To do:
Search the data for the string "impl" and copy each line in which it appears.

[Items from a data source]
╭──

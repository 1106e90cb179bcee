//! Native protocol connection
//!
//! A `Connection` owns one transport (normally a `TcpStream`) and speaks the
//! request/response half of the protocol: handshake, query, data packets and
//! draining the server's response stream.
//!
//! # Framing
//!
//! ```text
//! read_buf: [packet][packet][partial packet...]
//!            ^ decode from the front, advance past each complete packet,
//!              read more from the socket when the front is incomplete
//! ```
//!
//! # Deadlines
//!
//! Every read, write and flush is bounded by the installed deadline, if
//! any, and fails with [`Error::Timeout`] once it passes.

use std::future::Future;
use std::io;

use bytes::{Buf, BytesMut};
use chwire_protocol::decode::decode_server_packet;
use chwire_protocol::encode::{encode_addendum, encode_data, encode_hello, encode_ping, encode_query};
use chwire_protocol::packet::STAGE_COMPLETE;
use chwire_protocol::{
    Block, CLIENT_NAME, CLIENT_REVISION, CLIENT_VERSION_MAJOR, CLIENT_VERSION_MINOR,
    CLIENT_VERSION_PATCH, ClientHello, ClientInfo, Query, ServerHello, ServerPacket, Setting,
};
use tokio::io::{AsyncRead, AsyncReadExt, AsyncWrite, AsyncWriteExt};
use tokio::net::TcpStream;
use tokio::time::Instant;
use tracing::{debug, trace};

use crate::direct::Insert;
use crate::error::{Error, Result};
use crate::options::{ClientOptions, OnProcess};

/// Initial read buffer capacity (64KB)
const READ_BUFFER_CAPACITY: usize = 64 * 1024;

/// Byte stream a connection can run over
pub trait Transport: AsyncRead + AsyncWrite + Unpin + Send {}

impl<T: AsyncRead + AsyncWrite + Unpin + Send> Transport for T {}

/// Run an I/O future under an optional deadline
async fn timed<F, T>(deadline: Option<Instant>, fut: F) -> Result<T>
where
    F: Future<Output = io::Result<T>>,
{
    match deadline {
        Some(deadline) => match tokio::time::timeout_at(deadline, fut).await {
            Ok(result) => Ok(result?),
            Err(_) => Err(Error::Timeout),
        },
        None => Ok(fut.await?),
    }
}

/// A handshaken connection to one server
pub struct Connection {
    stream: Box<dyn Transport>,
    read_buf: BytesMut,
    write_buf: BytesMut,
    revision: u64,
    server: ServerHello,
    client_info: ClientInfo,
    settings: Vec<Setting>,
    block_buffer_size: usize,
    deadline: Option<Instant>,
    last_error: Option<Error>,
    created_at: Instant,
    pub(crate) insert: Option<Insert>,
}

impl std::fmt::Debug for Connection {
    fn fmt(&self, f: &mut std::fmt::Formatter<'_>) -> std::fmt::Result {
        f.debug_struct("Connection")
            .field("server", &self.server.name)
            .field("revision", &self.revision)
            .field("deadline", &self.deadline)
            .field("last_error", &self.last_error)
            .field("insert_active", &self.insert.is_some())
            .finish()
    }
}

impl Connection {
    /// Dial a server over TCP and perform the handshake
    ///
    /// Both the TCP connect and the handshake are bounded by
    /// `options.dial_timeout`.
    pub async fn connect(options: &ClientOptions) -> Result<Self> {
        let stream = match tokio::time::timeout(
            options.dial_timeout,
            TcpStream::connect(options.addr.as_str()),
        )
        .await
        {
            Ok(stream) => stream?,
            Err(_) => return Err(Error::Timeout),
        };
        stream.set_nodelay(true)?;
        Self::handshake(stream, options).await
    }

    /// Perform the handshake over an established transport
    pub async fn handshake<T>(stream: T, options: &ClientOptions) -> Result<Self>
    where
        T: Transport + 'static,
    {
        let os_user = std::env::var("USER")
            .or_else(|_| std::env::var("USERNAME"))
            .unwrap_or_default();
        let hostname = std::env::var("HOSTNAME").unwrap_or_default();

        let mut conn = Self {
            stream: Box::new(stream),
            read_buf: BytesMut::with_capacity(READ_BUFFER_CAPACITY),
            write_buf: BytesMut::with_capacity(options.block_buffer_size.min(READ_BUFFER_CAPACITY)),
            revision: CLIENT_REVISION,
            server: ServerHello::default(),
            client_info: ClientInfo {
                initial_user: options.username.clone(),
                initial_query_id: String::new(),
                initial_address: "0.0.0.0:0".into(),
                os_user,
                client_hostname: hostname,
                client_name: CLIENT_NAME.into(),
                version_major: CLIENT_VERSION_MAJOR,
                version_minor: CLIENT_VERSION_MINOR,
                version_patch: CLIENT_VERSION_PATCH,
                quota_key: options.quota_key.clone(),
            },
            settings: options.settings.clone(),
            block_buffer_size: options.block_buffer_size,
            deadline: Some(Instant::now() + options.dial_timeout),
            last_error: None,
            created_at: Instant::now(),
            insert: None,
        };

        encode_hello(
            &mut conn.write_buf,
            &ClientHello {
                client_name: CLIENT_NAME.into(),
                version_major: CLIENT_VERSION_MAJOR,
                version_minor: CLIENT_VERSION_MINOR,
                revision: CLIENT_REVISION,
                database: options.database.clone(),
                user: options.username.clone(),
                password: options.password.clone(),
            },
        );
        conn.flush().await?;

        match conn.read_packet().await? {
            ServerPacket::Hello(hello) => {
                conn.revision = hello.revision.min(CLIENT_REVISION);
                conn.server = hello;
            }
            ServerPacket::Exception(e) => return Err(e.into()),
            other => return Err(Error::UnexpectedPacket(other.name())),
        }

        encode_addendum(&mut conn.write_buf, &options.quota_key, conn.revision);
        conn.flush().await?;
        conn.deadline = None;

        debug!(
            server = %conn.server,
            revision = conn.revision,
            "connection established"
        );
        Ok(conn)
    }

    // =========================================================================
    // Accessors
    // =========================================================================

    /// Negotiated protocol revision
    #[inline]
    pub fn revision(&self) -> u64 {
        self.revision
    }

    /// Server identification from the handshake
    pub fn server(&self) -> &ServerHello {
        &self.server
    }

    /// When the connection was established
    pub fn created_at(&self) -> Instant {
        self.created_at
    }

    /// Terminal error of the last operation, inspected by the pool
    pub fn last_error(&self) -> Option<&Error> {
        self.last_error.as_ref()
    }

    pub fn set_last_error(&mut self, err: Option<Error>) {
        self.last_error = err;
    }

    /// Whether a direct-write insert is in progress
    pub fn has_active_insert(&self) -> bool {
        self.insert.is_some()
    }

    // =========================================================================
    // Deadline
    // =========================================================================

    pub fn set_deadline(&mut self, deadline: Instant) {
        self.deadline = Some(deadline);
    }

    pub fn clear_deadline(&mut self) {
        self.deadline = None;
    }

    pub fn deadline(&self) -> Option<Instant> {
        self.deadline
    }

    // =========================================================================
    // Requests
    // =========================================================================

    /// Send a query followed by the empty data block that ends its
    /// (absent) external tables, then flush
    ///
    /// `settings` override client settings of the same name.
    pub async fn send_query(&mut self, body: &str, query_id: &str, settings: &[Setting]) -> Result<()> {
        let mut merged: Vec<Setting> = self
            .settings
            .iter()
            .filter(|s| !settings.iter().any(|o| o.name == s.name))
            .cloned()
            .collect();
        merged.extend(settings.iter().cloned());

        let query = Query {
            id: query_id.to_string(),
            info: self.client_info.clone(),
            settings: merged,
            stage: STAGE_COMPLETE,
            compression: false,
            body: body.to_string(),
        };
        encode_query(&mut self.write_buf, &query, self.revision)?;
        encode_data(&mut self.write_buf, "", &Block::new(), self.revision);

        trace!(query_id = %query.id, query = %query.body, "sending query");
        self.flush().await
    }

    /// Queue a data packet, writing the buffer through once it passes
    /// `block_buffer_size`
    pub async fn send_data(&mut self, block: &Block, table: &str) -> Result<()> {
        encode_data(&mut self.write_buf, table, block, self.revision);
        if self.write_buf.len() >= self.block_buffer_size {
            self.write_buffered().await?;
        }
        Ok(())
    }

    /// Write all buffered packets and flush the transport
    pub async fn flush(&mut self) -> Result<()> {
        self.write_buffered().await?;
        timed(self.deadline, self.stream.flush()).await
    }

    async fn write_buffered(&mut self) -> Result<()> {
        if self.write_buf.is_empty() {
            return Ok(());
        }
        let result = timed(self.deadline, self.stream.write_all(&self.write_buf)).await;
        // partially written packets cannot be resent
        self.write_buf.clear();
        result
    }

    /// Round-trip a ping
    pub async fn ping(&mut self) -> Result<()> {
        encode_ping(&mut self.write_buf);
        self.flush().await?;
        let mut ignore = OnProcess::default();
        loop {
            match self.read_packet().await? {
                ServerPacket::Pong => return Ok(()),
                ServerPacket::Exception(e) => return Err(e.into()),
                other => self.dispatch(other, &mut ignore)?,
            }
        }
    }

    /// Shut down the write half of the transport
    pub(crate) async fn shutdown(&mut self) -> Result<()> {
        timed(self.deadline, self.stream.shutdown()).await
    }

    // =========================================================================
    // Responses
    // =========================================================================

    /// Read packets until the first data block, which carries the insert's
    /// column schema
    pub async fn first_block(&mut self, on_process: &mut OnProcess) -> Result<Block> {
        loop {
            match self.read_packet().await? {
                ServerPacket::Data { block, .. } => return Ok(block),
                ServerPacket::Exception(e) => return Err(e.into()),
                ServerPacket::EndOfStream => return Err(Error::UnexpectedEndOfStream),
                other => self.dispatch(other, on_process)?,
            }
        }
    }

    /// Send an insert statement and wait for its header block
    ///
    /// Takes the query id and settings rather than `&QueryOptions`, whose
    /// callbacks are not `Sync`, so the future stays `Send`.
    pub(crate) async fn start_insert(
        &mut self,
        query: &str,
        query_id: &str,
        settings: &[Setting],
        on_process: &mut OnProcess,
    ) -> Result<Block> {
        self.send_query(query, query_id, settings).await?;
        self.first_block(on_process).await
    }

    /// Drain the response stream until end of stream or an exception
    pub async fn process(&mut self, on_process: &mut OnProcess) -> Result<()> {
        loop {
            match self.read_packet().await? {
                ServerPacket::EndOfStream => return Ok(()),
                ServerPacket::Exception(e) => return Err(e.into()),
                ServerPacket::Data { block, .. } => {
                    trace!(rows = block.rows(), "ignoring data block");
                }
                other => self.dispatch(other, on_process)?,
            }
        }
    }

    /// Hand informational packets to their callbacks
    fn dispatch(&mut self, packet: ServerPacket, on_process: &mut OnProcess) -> Result<()> {
        match packet {
            ServerPacket::Progress(progress) => on_process.progress(&progress),
            ServerPacket::ProfileInfo(info) => on_process.profile_info(&info),
            ServerPacket::Log(logs) => on_process.logs(&logs),
            ServerPacket::ProfileEvents(events) => on_process.profile_events(&events),
            ServerPacket::Totals(_)
            | ServerPacket::Extremes(_)
            | ServerPacket::TableColumns { .. }
            | ServerPacket::Data { .. } => {}
            other => return Err(Error::UnexpectedPacket(other.name())),
        }
        Ok(())
    }

    /// Read one complete server packet
    async fn read_packet(&mut self) -> Result<ServerPacket> {
        loop {
            if !self.read_buf.is_empty() {
                let mut cursor = &self.read_buf[..];
                match decode_server_packet(&mut cursor, self.revision) {
                    Ok(packet) => {
                        let consumed = self.read_buf.len() - cursor.len();
                        self.read_buf.advance(consumed);
                        trace!(packet = packet.name(), bytes = consumed, "server packet");
                        return Ok(packet);
                    }
                    Err(e) if e.is_incomplete() => {}
                    Err(e) => return Err(e.into()),
                }
            }

            let n = timed(self.deadline, self.stream.read_buf(&mut self.read_buf)).await?;
            if n == 0 {
                return Err(Error::ConnectionClosed);
            }
        }
    }
}

#[cfg(test)]
#[path = "connection_test.rs"]
mod connection_test;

╰──

Task answer:
impl<T: AsyncRead + AsyncWrite + Unpin + Send> Transport for T {}
impl std::fmt::Debug for Connection {
impl Connection {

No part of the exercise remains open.